Imports and Environment Setup

In [None]:
import os
import re
import emoji
import contractions
from langdetect import detect
from googletrans import Translator
import nltk
from nltk.corpus import stopwords
import pandas as pd
import torch
import torch.nn.functional as F
from torch.utils.data import Dataset
from transformers import (
    BertTokenizerFast,
    BertForSequenceClassification,
    Trainer,
    TrainingArguments,
    AutoTokenizer
)
from sklearn.model_selection import train_test_split
from datasets import Dataset  

os.environ["WANDB_MODE"] = "disabled"

nltk.download('stopwords')
stop_words = set(stopwords.words('english'))
translator = Translator()


: 

Cleaning Functions

In [None]:
def clean_comment(text):
    # Lowercase text
    text = text.lower()
    # Remove URLs
    text = re.sub(r'http\S+|www.\S+', '', text)
    # Replace mentions with <USER>
    text = re.sub(r'@\w+', '<USER>', text)
    # Convert emojis to text
    text = emoji.demojize(text)
    # Expand contractions
    text = contractions.fix(text)
    # Reduce repeated characters
    text = re.sub(r'(.)\1{2,}', r'\1', text)
    # Remove special characters and numbers (keep alphabets and spaces)
    text = re.sub(r'[^a-z\s]', '', text)
    # Remove extra spaces
    text = re.sub(r'\s+', ' ', text).strip()
    # Remove stopwords
    text = ' '.join(word for word in text.split() if word not in stop_words)
    # Remove timestamps and promotional phrases
    text = re.sub(r'\b\d{1,2}:\d{2}\b', '', text)
    text = re.sub(r'(subscribe|check out my channel)', '', text)
    # Translate non-English text if necessary
    try:
        if detect(text) != 'en':
            text = translator.translate(text, dest='en').text
    except Exception as e:
        pass
    return text


Data Loading and Preparation

In [None]:
csv_path = r'D:\College\Projects\Comment Analyzer\data\youtube_comments_cleaned.csv'
df = pd.read_csv(csv_path)

df = df[['VideoID', 'CommentText', 'Sentiment', 'Likes', 'Replies']]

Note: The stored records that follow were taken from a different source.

//! Quadrature rules tabulated in generated code.
use nalgebra::DMatrix;
use serde::{Deserialize, Serialize};

use formgen_quadrature::{reference, Rule};

/// Errors returned by quadrature rule providers.
pub use formgen_quadrature::Error as QuadratureError;

use crate::element::CellShape;

/// A quadrature rule on a reference cell.
///
/// Points are stored as the rows of an `N x dim` matrix.
#[derive(Debug, Clone, PartialEq, Serialize, Deserialize)]
pub struct QuadratureRule {
    points: DMatrix<f64>,
    weights: Vec<f64>,
}

impl QuadratureRule {
    /// # Panics
    ///
    /// Panics if the number of weights does not match the number of points.
    pub fn new(points: DMatrix<f64>, weights: Vec<f64>) -> Self {
        assert_eq!(
            points.nrows(),
            weights.len(),
            "Number of points and weights must be the same"
        );
        Self { points, weights }
    }

    pub fn from_rule<const D: usize>(rule: Rule<D>) -> Self {
        let (weights, points) = rule;
        let points = DMatrix::from_fn(points.len(), D, |i, j| points[i][j]);
        Self::new(points, weights)
    }

    /// The rule consisting of the origin of a zero-dimensional cell with unit weight.
    pub fn point() -> Self {
        Self::new(DMatrix::zeros(1, 0), vec![1.0])
    }

    pub fn num_points(&self) -> usize {
        self.weights.len()
    }

    /// The dimension of the points.
    pub fn dim(&self) -> usize {
        self.points.ncols()
    }

    pub fn points(&self) -> &DMatrix<f64> {
        &self.points
    }

    pub fn weights(&self) -> &[f64] {
        &self.weights
    }

    pub fn point_at(&self, index: usize) -> Vec<f64> {
        self.points.row(index).iter().copied().collect()
    }

    /// The point coordinates in row-major order, i.e. all coordinates of the first point,
    /// then all coordinates of the second point and so on.
    pub fn flattened_points(&self) -> Vec<f64> {
        self.points
            .row_iter()
            .flat_map(|row| row.iter().copied().collect::<Vec<_>>())
            .collect()
    }
}

/// Supplies quadrature rules for reference cells.
pub trait QuadratureRuleProvider {
    /// Returns a rule that integrates polynomials of total degree `degree` exactly on the
    /// reference cell of the given shape.
    fn create_rule(&self, cell: CellShape, degree: usize) -> Result<QuadratureRule, QuadratureError>;
}

/// Gauss rules on the unit reference cells, collapsed onto simplices.
#[derive(Debug, Copy, Clone, PartialEq, Eq, Serialize, Deserialize)]
pub struct ReferenceQuadrature {
    max_degree: usize,
}

impl Default for ReferenceQuadrature {
    fn default() -> Self {
        Self { max_degree: 30 }
    }
}

impl ReferenceQuadrature {
    pub fn new() -> Self {
        Self::default()
    }

    /// Limits the degree of the rules this provider creates.
    pub fn with_max_degree(self, max_degree: usize) -> Self {
        Self { max_degree }
    }

    pub fn max_degree(&self) -> usize {
        self.max_degree
    }
}

impl QuadratureRuleProvider for ReferenceQuadrature {
    fn create_rule(&self, cell: CellShape, degree: usize) -> Result<QuadratureRule, QuadratureError> {
        if degree > self.max_degree {
            return Err(QuadratureError::NoRuleAvailable);
        }
        let rule = match cell {
            CellShape::Vertex => QuadratureRule::point(),
            CellShape::Interval => QuadratureRule::from_rule(reference::interval(degree)),
            CellShape::Triangle => QuadratureRule::from_rule(reference::triangle(degree)),
            CellShape::Quadrilateral => QuadratureRule::from_rule(reference::quadrilateral(degree)),
            CellShape::Tetrahedron => QuadratureRule::from_rule(reference::tetrahedron(degree)),
            CellShape::Hexahedron => QuadratureRule::from_rule(reference::hexahedron(degree)),
        };
        Ok(rule)
    }
}

impl<const D: usize> From<Rule<D>> for QuadratureRule {
    fn from(rule: Rule<D>) -> Self {
        Self::from_rule(rule)
    }
}

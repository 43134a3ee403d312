//! Rust backend.
//!
//! Elementary functions are translated to methods of `f64`. The error function and Bessel
//! functions of the first and second kind are taken from the `libm` crate, which the crate
//! compiling the generated code must depend on.
use std::collections::BTreeSet;

use crate::backend::c::{check_arity, translate_common};
use crate::backend::cnodes::{impl_cnodes_language, CExpr, CStatement, Dialect, Renderer};
use crate::backend::{BackendOptions, TerminalAccess};
use crate::codegen::Backend;
use crate::error::CodegenError;
use crate::ir::{ModifiedTerminal, Operator, TableRange};
use crate::monomial::IntegralType;

const LIBM_OPERATORS: &[&str] = &["erf", "bessel_j", "bessel_y"];

#[derive(Debug, Clone, PartialEq, Eq)]
pub struct RustBackend {
    integral_type: IntegralType,
    options: BackendOptions,
}

impl RustBackend {
    pub fn new(integral_type: IntegralType, options: BackendOptions) -> Self {
        Self { integral_type, options }
    }

    pub fn options(&self) -> &BackendOptions {
        &self.options
    }

    pub fn renderer(&self) -> Renderer {
        Renderer::new(Dialect::Rust, self.options.float_precision)
    }

    /// The crates code using the given operators depends on.
    pub fn required_crates<'a>(used_operators: impl IntoIterator<Item = &'a str>) -> Vec<&'static str> {
        let used: BTreeSet<&str> = used_operators.into_iter().collect();
        if LIBM_OPERATORS.iter().any(|op| used.contains(op)) {
            vec!["libm"]
        } else {
            Vec::new()
        }
    }

    fn access(&self) -> TerminalAccess<'_, Self> {
        TerminalAccess {
            backend: self,
            integral_type: self.integral_type,
            options: self.options,
            dialect: Dialect::Rust,
        }
    }
}

impl_cnodes_language!(RustBackend);

impl Backend for RustBackend {
    fn name(&self) -> &'static str {
        "Rust"
    }

    fn translate_operator(&self, op: Operator, operands: Vec<CExpr>) -> Result<CExpr, CodegenError> {
        use Operator::*;
        check_arity(op, &operands)?;
        let unsupported = || CodegenError::UnsupportedOperator {
            operator: op.name(),
            backend: self.name(),
        };

        let method = match op {
            Power => "powf",
            Abs => "abs",
            Sqrt => "sqrt",
            Exp => "exp",
            Ln => "ln",
            Cos => "cos",
            Sin => "sin",
            Tan => "tan",
            Acos => "acos",
            Asin => "asin",
            Atan => "atan",
            Atan2 => "atan2",
            Cosh => "cosh",
            Sinh => "sinh",
            Tanh => "tanh",
            MinValue => "min",
            MaxValue => "max",
            Erf => return Ok(CExpr::call("libm::erf", operands)),
            BesselJ | BesselY => {
                let function = if op == BesselJ { "libm::jn" } else { "libm::yn" };
                let mut operands = operands.into_iter();
                let (nu, x) = operands.next().zip(operands.next()).ok_or_else(unsupported)?;
                let order = CExpr::Cast {
                    expr: Box::new(nu),
                    ty: "i32".to_string(),
                };
                return Ok(CExpr::call(function, vec![order, x]));
            }
            BesselI | BesselK => return Err(unsupported()),
            Sum | Product | Division | Eq | Ne | Lt | Le | Gt | Ge | AndCondition | OrCondition | NotCondition
            | Conditional => return translate_common(op, operands).ok_or_else(unsupported),
        };

        let mut operands = operands.into_iter();
        let receiver = operands.next().ok_or_else(unsupported)?;
        Ok(CExpr::method_call(receiver, method, operands.collect()))
    }

    fn terminal_access(
        &self,
        terminal: &ModifiedTerminal,
        table: Option<&TableRange>,
        num_points: usize,
    ) -> Result<CExpr, CodegenError> {
        self.access().access(terminal, table, num_points)
    }

    fn terminal_definitions(
        &self,
        terminal: &ModifiedTerminal,
        table: Option<&TableRange>,
        num_points: usize,
        access: &CExpr,
    ) -> Result<Vec<CStatement>, CodegenError> {
        self.access()
            .definitions(terminal, table, num_points, access)
    }
}
//! Quadrature rules on the unit reference cells.
//!
//! Every rule is parametrized by the total polynomial degree it should integrate exactly.
//! Tensor cells use `m^d` Gauss points, simplices use the same number of points obtained by
//! collapsing the unit square or cube onto the simplex (Duffy transform), with the
//! Jacobian of the collapse absorbed into Gauss-Jacobi weights.

use crate::univariate::{gauss, gauss_jacobi};
use crate::{points_per_direction, Rule};

/// Maps a rule for `[-1, 1]` with weight `(1 - x)^alpha` to a rule for `[0, 1]` with
/// weight `(1 - x)^alpha`.
fn collapsed_direction(num_points: usize, alpha: u32) -> Vec<(f64, f64)> {
    let (weights, points) = if alpha == 0 {
        gauss(num_points)
    } else {
        gauss_jacobi(num_points, alpha)
    };
    let scale = 0.5f64.powi(alpha as i32 + 1);
    weights
        .into_iter()
        .zip(points)
        .map(|(w, [x])| (scale * w, 0.5 * (1.0 + x)))
        .collect()
}

/// A Gauss rule for the unit interval `[0, 1]`.
pub fn interval(degree: usize) -> Rule<1> {
    collapsed_direction(points_per_direction(degree), 0)
        .into_iter()
        .map(|(w, x)| (w, [x]))
        .unzip()
}

/// A tensor-product Gauss rule for the unit square.
pub fn quadrilateral(degree: usize) -> Rule<2> {
    let rule1d = collapsed_direction(points_per_direction(degree), 0);
    let mut weights = Vec::with_capacity(rule1d.len().pow(2));
    let mut points = Vec::with_capacity(rule1d.len().pow(2));
    for &(wx, x) in &rule1d {
        for &(wy, y) in &rule1d {
            weights.push(wx * wy);
            points.push([x, y]);
        }
    }
    (weights, points)
}

/// A tensor-product Gauss rule for the unit cube.
pub fn hexahedron(degree: usize) -> Rule<3> {
    let rule1d = collapsed_direction(points_per_direction(degree), 0);
    let mut weights = Vec::with_capacity(rule1d.len().pow(3));
    let mut points = Vec::with_capacity(rule1d.len().pow(3));
    for &(wx, x) in &rule1d {
        for &(wy, y) in &rule1d {
            for &(wz, z) in &rule1d {
                weights.push(wx * wy * wz);
                points.push([x, y, z]);
            }
        }
    }
    (weights, points)
}

/// A collapsed Gauss-Jacobi rule for the reference triangle `(0, 0), (1, 0), (0, 1)`.
pub fn triangle(degree: usize) -> Rule<2> {
    let m = points_per_direction(degree);
    let rule_u = collapsed_direction(m, 0);
    let rule_v = collapsed_direction(m, 1);
    let mut weights = Vec::with_capacity(m * m);
    let mut points = Vec::with_capacity(m * m);
    for &(wu, u) in &rule_u {
        for &(wv, v) in &rule_v {
            weights.push(wu * wv);
            points.push([u * (1.0 - v), v]);
        }
    }
    (weights, points)
}

/// A collapsed Gauss-Jacobi rule for the reference tetrahedron
/// `(0, 0, 0), (1, 0, 0), (0, 1, 0), (0, 0, 1)`.
pub fn tetrahedron(degree: usize) -> Rule<3> {
    let m = points_per_direction(degree);
    let rule_u = collapsed_direction(m, 0);
    let rule_v = collapsed_direction(m, 1);
    let rule_w = collapsed_direction(m, 2);
    let mut weights = Vec::with_capacity(m * m * m);
    let mut points = Vec::with_capacity(m * m * m);
    for &(wu, u) in &rule_u {
        for &(wv, v) in &rule_v {
            for &(ww, w) in &rule_w {
                weights.push(wu * wv * ww);
                points.push([u * (1.0 - v) * (1.0 - w), v * (1.0 - w), w]);
            }
        }
    }
    (weights, points)
}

df['Likes'] = pd.to_numeric(df['Likes'], errors='coerce').fillna(0)
df['Replies'] = pd.to_numeric(df['Replies'], errors='coerce').fillna(0)

print(df.head())

alpha = 1.0
beta = 0.5

df['sample_weight'] = (alpha * df['Likes']) + (beta * df['Replies']) + 1
df['cleaned_comment'] = df['CommentText'].apply(clean_comment)

Custom PyTorch Dataset

In [None]:
label2id = {
    'negative': 0,
    'neutral': 1,
    'positive': 2,
    'Neutral': 1,
    'Positive': 2,
    'Negative': 0
}

tokenizer = BertTokenizerFast.from_pretrained('bert-base-uncased')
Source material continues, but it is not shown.